» **TASK TO COMPLETE**: Nothing but the lines from the top of the following entries through the line with "for the orchestrator" should be printed, exactly as they are.

» **SUPPLIED DATA**:
________________________
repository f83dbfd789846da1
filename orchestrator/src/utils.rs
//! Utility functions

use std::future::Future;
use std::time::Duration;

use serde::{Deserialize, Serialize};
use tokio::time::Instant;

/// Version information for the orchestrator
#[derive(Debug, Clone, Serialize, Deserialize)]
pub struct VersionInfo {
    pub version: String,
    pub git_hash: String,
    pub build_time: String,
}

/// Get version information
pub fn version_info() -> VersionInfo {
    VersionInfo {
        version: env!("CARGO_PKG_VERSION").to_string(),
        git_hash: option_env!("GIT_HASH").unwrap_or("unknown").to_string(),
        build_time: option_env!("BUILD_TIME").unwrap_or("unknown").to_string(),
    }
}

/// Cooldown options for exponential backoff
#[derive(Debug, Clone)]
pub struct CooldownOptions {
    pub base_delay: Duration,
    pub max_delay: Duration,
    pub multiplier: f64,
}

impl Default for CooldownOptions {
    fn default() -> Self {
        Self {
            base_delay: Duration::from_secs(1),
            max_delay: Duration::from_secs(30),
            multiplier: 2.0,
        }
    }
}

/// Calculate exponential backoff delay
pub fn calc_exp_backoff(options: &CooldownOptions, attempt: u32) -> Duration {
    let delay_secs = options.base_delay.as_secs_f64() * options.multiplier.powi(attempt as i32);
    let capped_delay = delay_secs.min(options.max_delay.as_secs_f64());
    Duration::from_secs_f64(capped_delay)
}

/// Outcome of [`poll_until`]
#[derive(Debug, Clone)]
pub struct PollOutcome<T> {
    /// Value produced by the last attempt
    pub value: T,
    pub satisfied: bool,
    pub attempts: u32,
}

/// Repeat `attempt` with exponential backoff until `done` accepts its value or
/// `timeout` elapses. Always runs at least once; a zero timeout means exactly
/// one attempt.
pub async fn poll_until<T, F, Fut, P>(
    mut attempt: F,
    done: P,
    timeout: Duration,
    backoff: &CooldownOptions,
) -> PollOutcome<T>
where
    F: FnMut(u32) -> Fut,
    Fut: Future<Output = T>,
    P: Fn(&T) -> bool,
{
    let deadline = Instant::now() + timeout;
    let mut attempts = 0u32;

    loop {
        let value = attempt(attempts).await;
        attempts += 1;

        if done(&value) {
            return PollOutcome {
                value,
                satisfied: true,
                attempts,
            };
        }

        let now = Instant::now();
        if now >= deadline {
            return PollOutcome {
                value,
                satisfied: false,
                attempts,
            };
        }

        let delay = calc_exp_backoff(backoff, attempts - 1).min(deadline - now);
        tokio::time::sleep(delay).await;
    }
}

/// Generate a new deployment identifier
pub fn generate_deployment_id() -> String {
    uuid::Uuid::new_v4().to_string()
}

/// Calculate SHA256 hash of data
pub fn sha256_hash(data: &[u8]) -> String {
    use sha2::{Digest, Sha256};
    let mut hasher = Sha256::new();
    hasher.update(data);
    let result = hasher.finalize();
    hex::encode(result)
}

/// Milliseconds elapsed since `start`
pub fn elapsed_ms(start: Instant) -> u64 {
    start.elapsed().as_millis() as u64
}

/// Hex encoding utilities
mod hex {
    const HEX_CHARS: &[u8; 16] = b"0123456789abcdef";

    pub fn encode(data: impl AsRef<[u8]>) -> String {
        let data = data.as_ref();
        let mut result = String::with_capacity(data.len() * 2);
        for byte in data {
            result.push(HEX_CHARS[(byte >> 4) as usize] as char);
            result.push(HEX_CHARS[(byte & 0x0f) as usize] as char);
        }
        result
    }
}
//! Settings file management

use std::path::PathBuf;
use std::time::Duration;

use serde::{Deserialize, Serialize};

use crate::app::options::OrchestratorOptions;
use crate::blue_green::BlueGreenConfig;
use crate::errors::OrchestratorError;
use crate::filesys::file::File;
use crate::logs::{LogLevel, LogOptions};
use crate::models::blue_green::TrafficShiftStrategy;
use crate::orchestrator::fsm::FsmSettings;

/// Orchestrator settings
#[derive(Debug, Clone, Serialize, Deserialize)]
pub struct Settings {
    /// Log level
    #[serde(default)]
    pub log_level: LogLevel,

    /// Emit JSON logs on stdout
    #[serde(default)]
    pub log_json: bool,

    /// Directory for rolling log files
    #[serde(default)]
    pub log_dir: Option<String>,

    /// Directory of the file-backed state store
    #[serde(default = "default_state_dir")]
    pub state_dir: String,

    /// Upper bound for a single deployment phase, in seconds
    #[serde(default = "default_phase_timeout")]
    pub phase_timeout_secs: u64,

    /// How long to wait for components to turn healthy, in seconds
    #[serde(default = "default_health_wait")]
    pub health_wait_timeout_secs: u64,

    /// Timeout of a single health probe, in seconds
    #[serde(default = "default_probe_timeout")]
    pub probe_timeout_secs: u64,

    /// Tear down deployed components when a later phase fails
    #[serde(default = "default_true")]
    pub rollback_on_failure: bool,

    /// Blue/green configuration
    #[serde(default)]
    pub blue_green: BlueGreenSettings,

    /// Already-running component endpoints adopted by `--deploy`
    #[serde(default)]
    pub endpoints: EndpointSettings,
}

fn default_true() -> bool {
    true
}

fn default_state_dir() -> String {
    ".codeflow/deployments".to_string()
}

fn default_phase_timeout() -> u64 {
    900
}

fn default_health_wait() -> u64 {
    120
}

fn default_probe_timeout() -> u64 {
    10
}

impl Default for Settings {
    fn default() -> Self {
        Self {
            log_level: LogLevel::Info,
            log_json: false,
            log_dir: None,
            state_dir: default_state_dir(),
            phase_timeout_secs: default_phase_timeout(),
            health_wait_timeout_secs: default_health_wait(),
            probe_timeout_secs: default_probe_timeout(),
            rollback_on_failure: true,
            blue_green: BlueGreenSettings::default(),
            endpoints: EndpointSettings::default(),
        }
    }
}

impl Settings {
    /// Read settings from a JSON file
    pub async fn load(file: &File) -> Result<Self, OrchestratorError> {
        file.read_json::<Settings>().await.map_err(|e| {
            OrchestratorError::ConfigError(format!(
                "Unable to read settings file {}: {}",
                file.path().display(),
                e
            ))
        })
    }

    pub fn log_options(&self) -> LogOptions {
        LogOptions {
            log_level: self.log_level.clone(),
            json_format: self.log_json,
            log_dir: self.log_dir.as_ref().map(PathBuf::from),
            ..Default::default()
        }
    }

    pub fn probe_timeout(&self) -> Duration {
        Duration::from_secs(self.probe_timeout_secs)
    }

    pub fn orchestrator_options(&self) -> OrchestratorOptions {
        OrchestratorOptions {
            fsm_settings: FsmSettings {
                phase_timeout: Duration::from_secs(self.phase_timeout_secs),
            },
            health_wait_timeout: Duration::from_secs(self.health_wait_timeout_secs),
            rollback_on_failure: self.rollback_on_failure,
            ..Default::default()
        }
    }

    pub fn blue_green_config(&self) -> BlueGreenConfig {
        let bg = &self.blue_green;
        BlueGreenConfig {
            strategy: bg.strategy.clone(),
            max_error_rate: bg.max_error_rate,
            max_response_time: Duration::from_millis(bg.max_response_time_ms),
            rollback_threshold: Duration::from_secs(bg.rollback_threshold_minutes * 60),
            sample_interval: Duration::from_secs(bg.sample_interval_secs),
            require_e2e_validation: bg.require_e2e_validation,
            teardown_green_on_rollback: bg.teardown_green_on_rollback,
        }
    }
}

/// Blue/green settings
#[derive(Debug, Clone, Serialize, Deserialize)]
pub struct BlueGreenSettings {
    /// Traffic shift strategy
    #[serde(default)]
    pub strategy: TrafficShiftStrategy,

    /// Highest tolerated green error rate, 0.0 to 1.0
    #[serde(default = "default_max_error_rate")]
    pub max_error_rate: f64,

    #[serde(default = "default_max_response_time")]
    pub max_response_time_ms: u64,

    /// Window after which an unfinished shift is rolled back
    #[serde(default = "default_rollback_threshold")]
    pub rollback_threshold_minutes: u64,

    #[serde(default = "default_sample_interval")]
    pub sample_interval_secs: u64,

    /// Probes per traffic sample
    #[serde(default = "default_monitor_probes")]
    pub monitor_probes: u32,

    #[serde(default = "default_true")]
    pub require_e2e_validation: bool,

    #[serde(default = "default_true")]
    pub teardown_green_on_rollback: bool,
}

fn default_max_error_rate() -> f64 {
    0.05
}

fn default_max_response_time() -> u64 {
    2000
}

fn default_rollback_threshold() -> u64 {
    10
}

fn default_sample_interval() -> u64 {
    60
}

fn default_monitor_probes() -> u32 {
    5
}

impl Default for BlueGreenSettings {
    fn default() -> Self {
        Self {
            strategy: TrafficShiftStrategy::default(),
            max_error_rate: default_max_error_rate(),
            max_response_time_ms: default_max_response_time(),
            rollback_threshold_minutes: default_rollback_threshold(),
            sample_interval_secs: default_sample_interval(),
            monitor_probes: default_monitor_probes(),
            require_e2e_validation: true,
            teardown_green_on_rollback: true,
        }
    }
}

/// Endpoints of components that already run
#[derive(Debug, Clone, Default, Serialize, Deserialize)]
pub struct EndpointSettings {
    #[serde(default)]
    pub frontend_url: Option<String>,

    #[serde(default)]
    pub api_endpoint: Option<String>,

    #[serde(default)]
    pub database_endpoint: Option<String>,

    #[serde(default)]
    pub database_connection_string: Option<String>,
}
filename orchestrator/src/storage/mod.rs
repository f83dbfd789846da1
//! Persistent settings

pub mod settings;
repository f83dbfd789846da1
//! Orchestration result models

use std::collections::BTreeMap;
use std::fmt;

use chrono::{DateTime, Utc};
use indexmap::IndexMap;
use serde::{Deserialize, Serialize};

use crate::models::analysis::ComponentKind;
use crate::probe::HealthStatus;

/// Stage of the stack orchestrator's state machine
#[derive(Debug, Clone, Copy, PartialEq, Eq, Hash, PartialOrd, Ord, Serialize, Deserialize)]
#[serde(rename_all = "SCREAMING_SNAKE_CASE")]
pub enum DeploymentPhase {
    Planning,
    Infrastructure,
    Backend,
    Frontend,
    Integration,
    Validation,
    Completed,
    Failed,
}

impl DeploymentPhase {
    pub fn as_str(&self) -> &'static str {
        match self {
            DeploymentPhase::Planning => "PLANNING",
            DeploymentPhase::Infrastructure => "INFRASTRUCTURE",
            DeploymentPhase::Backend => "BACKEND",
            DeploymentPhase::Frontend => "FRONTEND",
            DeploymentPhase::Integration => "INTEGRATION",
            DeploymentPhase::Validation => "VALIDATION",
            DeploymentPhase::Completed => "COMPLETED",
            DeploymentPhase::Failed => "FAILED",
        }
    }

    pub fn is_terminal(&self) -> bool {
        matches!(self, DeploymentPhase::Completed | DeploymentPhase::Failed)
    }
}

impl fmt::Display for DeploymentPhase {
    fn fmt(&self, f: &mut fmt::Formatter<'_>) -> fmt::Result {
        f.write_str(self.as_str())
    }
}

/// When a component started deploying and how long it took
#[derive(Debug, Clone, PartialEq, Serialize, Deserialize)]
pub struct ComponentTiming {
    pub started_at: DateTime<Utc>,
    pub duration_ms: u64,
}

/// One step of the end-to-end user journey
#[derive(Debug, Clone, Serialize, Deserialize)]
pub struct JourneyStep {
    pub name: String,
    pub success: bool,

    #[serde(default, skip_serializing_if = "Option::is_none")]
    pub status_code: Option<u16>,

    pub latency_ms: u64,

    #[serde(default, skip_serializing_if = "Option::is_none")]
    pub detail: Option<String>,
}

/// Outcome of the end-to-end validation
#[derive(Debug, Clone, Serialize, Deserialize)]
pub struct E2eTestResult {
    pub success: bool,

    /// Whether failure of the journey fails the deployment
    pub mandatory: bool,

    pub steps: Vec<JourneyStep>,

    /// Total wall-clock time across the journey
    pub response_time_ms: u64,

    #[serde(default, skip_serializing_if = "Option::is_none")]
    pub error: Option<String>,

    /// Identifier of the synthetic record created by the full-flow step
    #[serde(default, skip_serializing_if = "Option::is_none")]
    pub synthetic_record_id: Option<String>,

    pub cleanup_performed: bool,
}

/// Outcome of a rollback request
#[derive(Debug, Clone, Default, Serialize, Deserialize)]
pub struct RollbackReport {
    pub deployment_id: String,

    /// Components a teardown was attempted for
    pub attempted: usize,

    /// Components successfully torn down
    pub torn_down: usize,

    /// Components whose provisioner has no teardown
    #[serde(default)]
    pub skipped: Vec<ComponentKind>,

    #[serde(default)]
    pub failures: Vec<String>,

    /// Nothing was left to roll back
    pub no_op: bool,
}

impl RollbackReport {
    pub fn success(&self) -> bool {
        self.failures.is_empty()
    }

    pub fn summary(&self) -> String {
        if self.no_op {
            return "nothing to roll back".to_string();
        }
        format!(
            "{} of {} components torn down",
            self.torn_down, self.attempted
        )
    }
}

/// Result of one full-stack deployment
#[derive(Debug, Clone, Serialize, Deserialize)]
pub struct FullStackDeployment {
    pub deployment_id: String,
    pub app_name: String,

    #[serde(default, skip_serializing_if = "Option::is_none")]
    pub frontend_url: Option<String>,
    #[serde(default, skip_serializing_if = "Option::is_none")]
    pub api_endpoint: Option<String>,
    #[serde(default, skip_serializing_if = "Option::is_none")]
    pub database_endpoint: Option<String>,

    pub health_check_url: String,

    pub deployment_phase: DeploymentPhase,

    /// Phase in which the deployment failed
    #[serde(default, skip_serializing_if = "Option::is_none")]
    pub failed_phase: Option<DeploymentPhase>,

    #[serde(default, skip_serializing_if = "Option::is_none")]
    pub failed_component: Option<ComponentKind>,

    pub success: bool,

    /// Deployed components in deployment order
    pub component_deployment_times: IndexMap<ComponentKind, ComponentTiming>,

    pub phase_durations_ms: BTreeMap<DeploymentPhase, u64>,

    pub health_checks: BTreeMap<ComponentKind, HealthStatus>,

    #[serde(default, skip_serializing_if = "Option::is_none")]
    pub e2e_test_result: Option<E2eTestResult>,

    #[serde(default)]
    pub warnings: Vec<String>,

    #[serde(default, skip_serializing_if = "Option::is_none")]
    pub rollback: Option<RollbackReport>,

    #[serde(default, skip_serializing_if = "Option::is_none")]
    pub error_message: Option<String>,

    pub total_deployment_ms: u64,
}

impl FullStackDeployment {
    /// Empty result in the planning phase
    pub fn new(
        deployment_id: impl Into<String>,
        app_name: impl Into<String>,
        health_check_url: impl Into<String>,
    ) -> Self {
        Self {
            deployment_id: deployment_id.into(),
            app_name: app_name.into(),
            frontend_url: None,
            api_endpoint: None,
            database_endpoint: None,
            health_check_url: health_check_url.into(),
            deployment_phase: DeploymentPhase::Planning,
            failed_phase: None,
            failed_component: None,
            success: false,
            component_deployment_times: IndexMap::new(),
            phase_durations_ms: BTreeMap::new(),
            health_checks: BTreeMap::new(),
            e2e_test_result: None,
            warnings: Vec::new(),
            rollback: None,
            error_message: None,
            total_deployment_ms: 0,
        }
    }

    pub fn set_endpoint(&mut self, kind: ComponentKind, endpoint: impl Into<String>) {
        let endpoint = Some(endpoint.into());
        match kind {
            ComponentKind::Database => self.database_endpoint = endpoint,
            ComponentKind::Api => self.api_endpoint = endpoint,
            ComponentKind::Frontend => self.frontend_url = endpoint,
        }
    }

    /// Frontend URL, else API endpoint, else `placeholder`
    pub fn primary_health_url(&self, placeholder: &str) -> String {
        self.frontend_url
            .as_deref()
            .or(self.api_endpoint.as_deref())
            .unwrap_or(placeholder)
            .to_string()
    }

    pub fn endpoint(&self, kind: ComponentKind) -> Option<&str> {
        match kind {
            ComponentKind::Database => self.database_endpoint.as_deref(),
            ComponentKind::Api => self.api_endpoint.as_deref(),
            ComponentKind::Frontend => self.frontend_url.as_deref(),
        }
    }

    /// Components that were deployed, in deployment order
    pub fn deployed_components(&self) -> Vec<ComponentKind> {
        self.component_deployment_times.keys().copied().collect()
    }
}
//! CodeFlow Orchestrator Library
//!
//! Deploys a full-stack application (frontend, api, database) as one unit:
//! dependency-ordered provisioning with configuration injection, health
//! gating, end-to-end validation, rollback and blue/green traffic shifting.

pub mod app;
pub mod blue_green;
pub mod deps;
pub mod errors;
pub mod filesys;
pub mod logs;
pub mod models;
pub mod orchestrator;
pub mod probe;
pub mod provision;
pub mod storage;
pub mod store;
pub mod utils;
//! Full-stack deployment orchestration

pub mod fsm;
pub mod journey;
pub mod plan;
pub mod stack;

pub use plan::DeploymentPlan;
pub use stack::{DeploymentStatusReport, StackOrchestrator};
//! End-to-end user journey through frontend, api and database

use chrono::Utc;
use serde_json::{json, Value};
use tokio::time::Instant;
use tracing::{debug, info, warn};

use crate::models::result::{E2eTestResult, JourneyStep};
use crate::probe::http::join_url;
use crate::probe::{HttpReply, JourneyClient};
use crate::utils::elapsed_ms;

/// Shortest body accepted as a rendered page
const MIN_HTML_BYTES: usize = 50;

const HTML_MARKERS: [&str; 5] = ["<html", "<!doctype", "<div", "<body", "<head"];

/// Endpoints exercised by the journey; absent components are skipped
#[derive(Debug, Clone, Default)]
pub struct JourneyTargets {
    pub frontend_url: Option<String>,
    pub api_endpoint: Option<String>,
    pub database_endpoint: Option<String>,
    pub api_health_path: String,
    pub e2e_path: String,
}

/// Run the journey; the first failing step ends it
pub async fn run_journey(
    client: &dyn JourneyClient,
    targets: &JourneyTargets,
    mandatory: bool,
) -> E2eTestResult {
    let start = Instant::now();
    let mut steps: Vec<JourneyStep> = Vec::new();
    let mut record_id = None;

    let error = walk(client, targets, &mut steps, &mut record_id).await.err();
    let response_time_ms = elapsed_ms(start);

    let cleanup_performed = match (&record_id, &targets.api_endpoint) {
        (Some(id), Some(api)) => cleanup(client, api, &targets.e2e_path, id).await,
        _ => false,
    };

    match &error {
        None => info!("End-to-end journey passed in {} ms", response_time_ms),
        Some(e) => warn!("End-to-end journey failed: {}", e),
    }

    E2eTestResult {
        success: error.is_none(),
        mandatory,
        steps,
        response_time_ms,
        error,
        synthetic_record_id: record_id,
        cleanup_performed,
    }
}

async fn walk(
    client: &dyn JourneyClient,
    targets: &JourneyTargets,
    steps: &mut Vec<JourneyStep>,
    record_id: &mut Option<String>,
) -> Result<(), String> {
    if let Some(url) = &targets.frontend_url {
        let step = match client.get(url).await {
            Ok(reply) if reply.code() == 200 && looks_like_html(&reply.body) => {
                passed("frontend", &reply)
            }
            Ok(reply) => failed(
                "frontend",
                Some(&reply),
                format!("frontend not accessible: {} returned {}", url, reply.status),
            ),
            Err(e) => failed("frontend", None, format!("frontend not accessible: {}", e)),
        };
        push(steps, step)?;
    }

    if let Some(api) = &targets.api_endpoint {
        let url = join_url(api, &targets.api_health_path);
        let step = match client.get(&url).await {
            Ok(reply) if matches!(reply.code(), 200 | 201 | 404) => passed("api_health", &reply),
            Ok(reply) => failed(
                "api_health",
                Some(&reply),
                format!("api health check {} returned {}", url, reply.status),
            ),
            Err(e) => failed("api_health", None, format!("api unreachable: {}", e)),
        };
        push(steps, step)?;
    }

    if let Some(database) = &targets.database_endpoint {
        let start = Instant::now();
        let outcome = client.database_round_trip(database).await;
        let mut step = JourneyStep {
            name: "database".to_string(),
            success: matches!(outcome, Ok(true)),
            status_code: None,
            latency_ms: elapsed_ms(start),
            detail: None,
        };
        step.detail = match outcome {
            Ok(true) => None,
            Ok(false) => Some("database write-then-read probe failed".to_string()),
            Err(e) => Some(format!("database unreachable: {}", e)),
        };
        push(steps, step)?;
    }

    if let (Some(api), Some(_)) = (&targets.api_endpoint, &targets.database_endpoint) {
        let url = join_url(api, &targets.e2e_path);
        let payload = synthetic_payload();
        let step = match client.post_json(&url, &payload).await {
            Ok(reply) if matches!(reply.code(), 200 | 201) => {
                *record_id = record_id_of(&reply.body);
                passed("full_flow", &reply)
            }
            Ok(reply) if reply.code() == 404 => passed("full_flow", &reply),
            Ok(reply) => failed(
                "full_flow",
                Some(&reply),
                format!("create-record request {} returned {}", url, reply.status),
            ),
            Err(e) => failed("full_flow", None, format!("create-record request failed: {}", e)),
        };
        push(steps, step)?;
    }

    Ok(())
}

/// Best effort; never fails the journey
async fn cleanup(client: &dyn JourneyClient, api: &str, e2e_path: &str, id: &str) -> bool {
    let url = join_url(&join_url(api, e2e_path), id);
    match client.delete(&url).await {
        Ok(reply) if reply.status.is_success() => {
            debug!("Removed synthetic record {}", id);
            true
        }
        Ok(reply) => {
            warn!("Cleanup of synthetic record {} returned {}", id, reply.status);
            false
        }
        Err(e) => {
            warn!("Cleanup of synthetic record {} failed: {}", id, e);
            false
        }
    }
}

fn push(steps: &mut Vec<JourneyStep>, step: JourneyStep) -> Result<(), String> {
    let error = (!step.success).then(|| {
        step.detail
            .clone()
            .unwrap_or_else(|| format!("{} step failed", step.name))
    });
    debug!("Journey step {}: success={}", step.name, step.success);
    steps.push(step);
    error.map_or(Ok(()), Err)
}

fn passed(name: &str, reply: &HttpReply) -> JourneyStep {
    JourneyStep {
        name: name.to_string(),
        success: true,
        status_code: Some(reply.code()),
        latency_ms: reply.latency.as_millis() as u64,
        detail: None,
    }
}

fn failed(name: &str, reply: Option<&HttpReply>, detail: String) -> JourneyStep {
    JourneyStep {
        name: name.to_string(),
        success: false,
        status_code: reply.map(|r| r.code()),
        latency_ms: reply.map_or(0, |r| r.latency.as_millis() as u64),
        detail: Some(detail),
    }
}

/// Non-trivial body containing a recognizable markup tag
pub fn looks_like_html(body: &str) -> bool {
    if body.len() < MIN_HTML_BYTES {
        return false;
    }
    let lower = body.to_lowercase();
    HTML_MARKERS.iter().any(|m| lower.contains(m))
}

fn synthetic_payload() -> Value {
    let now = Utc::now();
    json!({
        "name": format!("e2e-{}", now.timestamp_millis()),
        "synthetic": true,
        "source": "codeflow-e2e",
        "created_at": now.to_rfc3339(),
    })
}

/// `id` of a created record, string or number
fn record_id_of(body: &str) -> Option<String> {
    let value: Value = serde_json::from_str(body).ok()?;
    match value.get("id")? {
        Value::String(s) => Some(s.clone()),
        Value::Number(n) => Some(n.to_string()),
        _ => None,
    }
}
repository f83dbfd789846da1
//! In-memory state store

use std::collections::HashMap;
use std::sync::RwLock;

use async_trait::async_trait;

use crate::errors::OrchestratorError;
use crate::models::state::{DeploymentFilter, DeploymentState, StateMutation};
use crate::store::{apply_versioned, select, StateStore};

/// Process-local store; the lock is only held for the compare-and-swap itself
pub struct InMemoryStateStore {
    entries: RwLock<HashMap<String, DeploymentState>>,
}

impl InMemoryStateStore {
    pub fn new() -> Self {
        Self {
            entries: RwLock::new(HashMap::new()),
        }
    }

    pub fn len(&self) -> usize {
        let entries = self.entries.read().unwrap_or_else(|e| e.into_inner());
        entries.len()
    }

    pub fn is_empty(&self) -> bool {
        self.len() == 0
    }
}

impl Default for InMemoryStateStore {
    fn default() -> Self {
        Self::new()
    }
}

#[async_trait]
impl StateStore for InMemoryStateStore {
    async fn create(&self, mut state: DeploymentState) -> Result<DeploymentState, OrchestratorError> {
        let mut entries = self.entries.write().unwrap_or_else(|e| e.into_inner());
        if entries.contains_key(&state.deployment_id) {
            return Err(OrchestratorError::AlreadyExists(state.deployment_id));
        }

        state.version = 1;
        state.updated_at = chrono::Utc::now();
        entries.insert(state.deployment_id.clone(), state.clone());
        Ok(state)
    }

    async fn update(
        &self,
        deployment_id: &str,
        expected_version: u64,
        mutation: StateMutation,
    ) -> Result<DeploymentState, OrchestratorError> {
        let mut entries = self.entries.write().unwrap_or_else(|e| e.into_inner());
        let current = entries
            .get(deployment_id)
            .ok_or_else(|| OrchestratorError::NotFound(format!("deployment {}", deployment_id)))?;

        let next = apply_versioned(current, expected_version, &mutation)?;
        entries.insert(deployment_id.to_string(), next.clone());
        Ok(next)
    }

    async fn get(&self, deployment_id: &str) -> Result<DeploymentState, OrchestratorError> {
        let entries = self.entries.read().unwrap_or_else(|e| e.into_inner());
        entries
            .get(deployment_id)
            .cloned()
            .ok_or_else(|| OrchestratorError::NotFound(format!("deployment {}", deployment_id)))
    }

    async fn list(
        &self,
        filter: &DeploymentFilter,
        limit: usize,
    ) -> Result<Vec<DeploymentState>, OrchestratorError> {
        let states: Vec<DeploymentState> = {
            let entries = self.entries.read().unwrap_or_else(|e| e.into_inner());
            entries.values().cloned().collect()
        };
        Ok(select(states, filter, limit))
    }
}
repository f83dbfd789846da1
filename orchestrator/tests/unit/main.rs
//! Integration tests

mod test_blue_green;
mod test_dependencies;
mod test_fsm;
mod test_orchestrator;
________________________
» **SOLVED PROBLEM**:
repository f83dbfd789846da1
filename orchestrator/src/utils.rs
//! Utility functions

use std::future::Future;
use std::time::Duration;

use serde::{Deserialize, Serialize};
use tokio::time::Instant;

/// Version information for the orchestrator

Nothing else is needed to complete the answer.